Data to examine Block Start

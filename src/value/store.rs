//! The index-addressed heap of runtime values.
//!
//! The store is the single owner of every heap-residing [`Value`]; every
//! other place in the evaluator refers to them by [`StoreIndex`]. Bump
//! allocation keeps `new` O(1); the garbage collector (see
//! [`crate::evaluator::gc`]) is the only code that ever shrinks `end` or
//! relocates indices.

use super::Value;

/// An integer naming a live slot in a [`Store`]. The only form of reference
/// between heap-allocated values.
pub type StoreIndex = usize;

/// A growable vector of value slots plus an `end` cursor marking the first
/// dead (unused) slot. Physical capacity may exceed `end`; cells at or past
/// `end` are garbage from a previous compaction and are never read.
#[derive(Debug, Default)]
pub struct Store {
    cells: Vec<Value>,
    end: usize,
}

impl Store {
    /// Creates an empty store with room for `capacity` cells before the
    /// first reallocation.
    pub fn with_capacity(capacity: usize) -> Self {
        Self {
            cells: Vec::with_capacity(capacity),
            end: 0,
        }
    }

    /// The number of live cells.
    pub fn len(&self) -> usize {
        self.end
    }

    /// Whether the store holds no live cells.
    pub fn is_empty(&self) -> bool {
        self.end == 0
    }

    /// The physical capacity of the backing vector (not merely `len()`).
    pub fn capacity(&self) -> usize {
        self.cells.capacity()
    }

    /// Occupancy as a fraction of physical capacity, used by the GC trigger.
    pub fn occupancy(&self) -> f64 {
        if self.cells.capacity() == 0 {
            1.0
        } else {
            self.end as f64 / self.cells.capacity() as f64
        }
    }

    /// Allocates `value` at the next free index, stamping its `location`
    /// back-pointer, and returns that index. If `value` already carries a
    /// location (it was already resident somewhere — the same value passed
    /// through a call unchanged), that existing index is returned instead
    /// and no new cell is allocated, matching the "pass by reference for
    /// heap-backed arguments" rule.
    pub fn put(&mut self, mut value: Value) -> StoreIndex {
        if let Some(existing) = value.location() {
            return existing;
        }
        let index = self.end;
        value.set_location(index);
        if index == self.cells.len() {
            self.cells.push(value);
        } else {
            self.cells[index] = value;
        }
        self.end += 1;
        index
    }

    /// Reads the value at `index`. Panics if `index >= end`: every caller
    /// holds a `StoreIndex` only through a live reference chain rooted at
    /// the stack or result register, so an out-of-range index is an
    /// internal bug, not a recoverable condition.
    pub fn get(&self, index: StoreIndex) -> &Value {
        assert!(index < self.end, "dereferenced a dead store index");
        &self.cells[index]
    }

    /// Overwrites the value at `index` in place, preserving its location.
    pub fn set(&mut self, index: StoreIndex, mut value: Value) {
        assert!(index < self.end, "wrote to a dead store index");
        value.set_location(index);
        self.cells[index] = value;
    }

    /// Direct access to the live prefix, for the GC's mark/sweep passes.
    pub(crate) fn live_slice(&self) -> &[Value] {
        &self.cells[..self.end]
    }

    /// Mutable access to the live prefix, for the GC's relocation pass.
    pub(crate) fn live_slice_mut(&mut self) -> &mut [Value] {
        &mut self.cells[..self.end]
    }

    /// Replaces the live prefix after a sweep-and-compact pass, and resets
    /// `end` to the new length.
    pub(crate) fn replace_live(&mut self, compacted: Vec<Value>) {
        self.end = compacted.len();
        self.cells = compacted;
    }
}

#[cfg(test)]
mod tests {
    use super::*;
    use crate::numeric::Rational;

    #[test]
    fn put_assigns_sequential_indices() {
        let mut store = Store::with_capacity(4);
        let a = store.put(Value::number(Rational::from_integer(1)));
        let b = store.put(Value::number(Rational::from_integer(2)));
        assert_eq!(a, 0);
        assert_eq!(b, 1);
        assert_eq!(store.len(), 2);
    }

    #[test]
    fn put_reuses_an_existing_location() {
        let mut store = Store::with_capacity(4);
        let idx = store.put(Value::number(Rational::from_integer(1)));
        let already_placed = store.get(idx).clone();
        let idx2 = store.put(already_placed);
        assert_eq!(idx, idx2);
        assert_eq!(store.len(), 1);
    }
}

Data to examine Block End

- Aim of the task: Every line of the data above belongs in the answer, unchanged.

- Solution to the problem:
filename src/value/store.rs
//! The index-addressed heap of runtime values.
//!
//! The store is the single owner of every heap-residing [`Value`]; every
//! other place in the evaluator refers to them by [`StoreIndex`]. Bump
//! allocation keeps `new` O(1); the garbage collector (see
//! [`crate::evaluator::gc`]) is the only code that ever shrinks `end` or
//! relocates indices.

use super::Value;

/// An integer naming a live slot in a [`Store`]. The only form of reference
/// between heap-allocated values.
pub type StoreIndex = usize;

/// A growable vector of value slots plus an `end` cursor marking the first
/// dead (unused) slot. Physical capacity may exceed `end`; cells at or past
/// `end` are garbage from a previous compaction and are never read.
#[derive(Debug, Default)]
pub struct Store {
    cells: Vec<Value>,
    end: usize,
}

impl Store {
    /// Creates an empty store with room for `capacity` cells before the
    /// first reallocation.
    pub fn with_capacity(capacity: usize) -> Self {
        Self {
            cells: Vec::with_capacity(capacity),
            end: 0,
        }
    }

    /// The number of live cells.
    pub fn len(&self) -> usize {
        self.end
    }

    /// Whether the store holds no live cells.
    pub fn is_empty(&self) -> bool {
        self.end == 0
    }

    /// The physical capacity of the backing vector (not merely `len()`).
    pub fn capacity(&self) -> usize {
        self.cells.capacity()
    }

    /// Occupancy as a fraction of physical capacity, used by the GC trigger.
    pub fn occupancy(&self) -> f64 {
        if self.cells.capacity() == 0 {
            1.0
        } else {
            self.end as f64 / self.cells.capacity() as f64
        }
    }

    /// Allocates `value` at the next free index, stamping its `location`
    /// back-pointer, and returns that index. If `value` already carries a
    /// location (it was already resident somewhere — the same value passed
    /// through a call unchanged), that existing index is returned instead
    /// and no new cell is allocated, matching the "pass by reference for
    /// heap-backed arguments" rule.
    pub fn put(&mut self, mut value: Value) -> StoreIndex {
        if let Some(existing) = value.location() {
            return existing;
        }
        let index = self.end;
        value.set_location(index);
        if index == self.cells.len() {
            self.cells.push(value);
        } else {
            self.cells[index] = value;
        }
        self.end += 1;
        index
    }

    /// Reads the value at `index`. Panics if `index >= end`: every caller
    /// holds a `StoreIndex` only through a live reference chain rooted at
    /// the stack or result register, so an out-of-range index is an
    /// internal bug, not a recoverable condition.
    pub fn get(&self, index: StoreIndex) -> &Value {
        assert!(index < self.end, "dereferenced a dead store index");
        &self.cells[index]
    }

    /// Overwrites the value at `index` in place, preserving its location.
    pub fn set(&mut self, index: StoreIndex, mut value: Value) {
        assert!(index < self.end, "wrote to a dead store index");
        value.set_location(index);
        self.cells[index] = value;
    }

    /// Direct access to the live prefix, for the GC's mark/sweep passes.
    pub(crate) fn live_slice(&self) -> &[Value] {
        &self.cells[..self.end]
    }

    /// Mutable access to the live prefix, for the GC's relocation pass.
    pub(crate) fn live_slice_mut(&mut self) -> &mut [Value] {
        &mut self.cells[..self.end]
    }

    /// Replaces the live prefix after a sweep-and-compact pass, and resets
    /// `end` to the new length.
    pub(crate) fn replace_live(&mut self, compacted: Vec<Value>) {
        self.end = compacted.len();
        self.cells = compacted;
    }
}

#[cfg(test)]
mod tests {
    use super::*;
    use crate::numeric::Rational;

    #[test]
    fn put_assigns_sequential_indices() {
        let mut store = Store::with_capacity(4);
        let a = store.put(Value::number(Rational::from_integer(1)));
        let b = store.put(Value::number(Rational::from_integer(2)));
        assert_eq!(a, 0);
        assert_eq!(b, 1);
        assert_eq!(store.len(), 2);
    }

    #[test]
    fn put_reuses_an_existing_location() {
        let mut store = Store::with_capacity(4);
        let idx = store.put(Value::number(Rational::from_integer(1)));
        let already_placed = store.get(idx).clone();
        let idx2 = store.put(already_placed);
        assert_eq!(idx, idx2);
        assert_eq!(store.len(), 1);
    }
}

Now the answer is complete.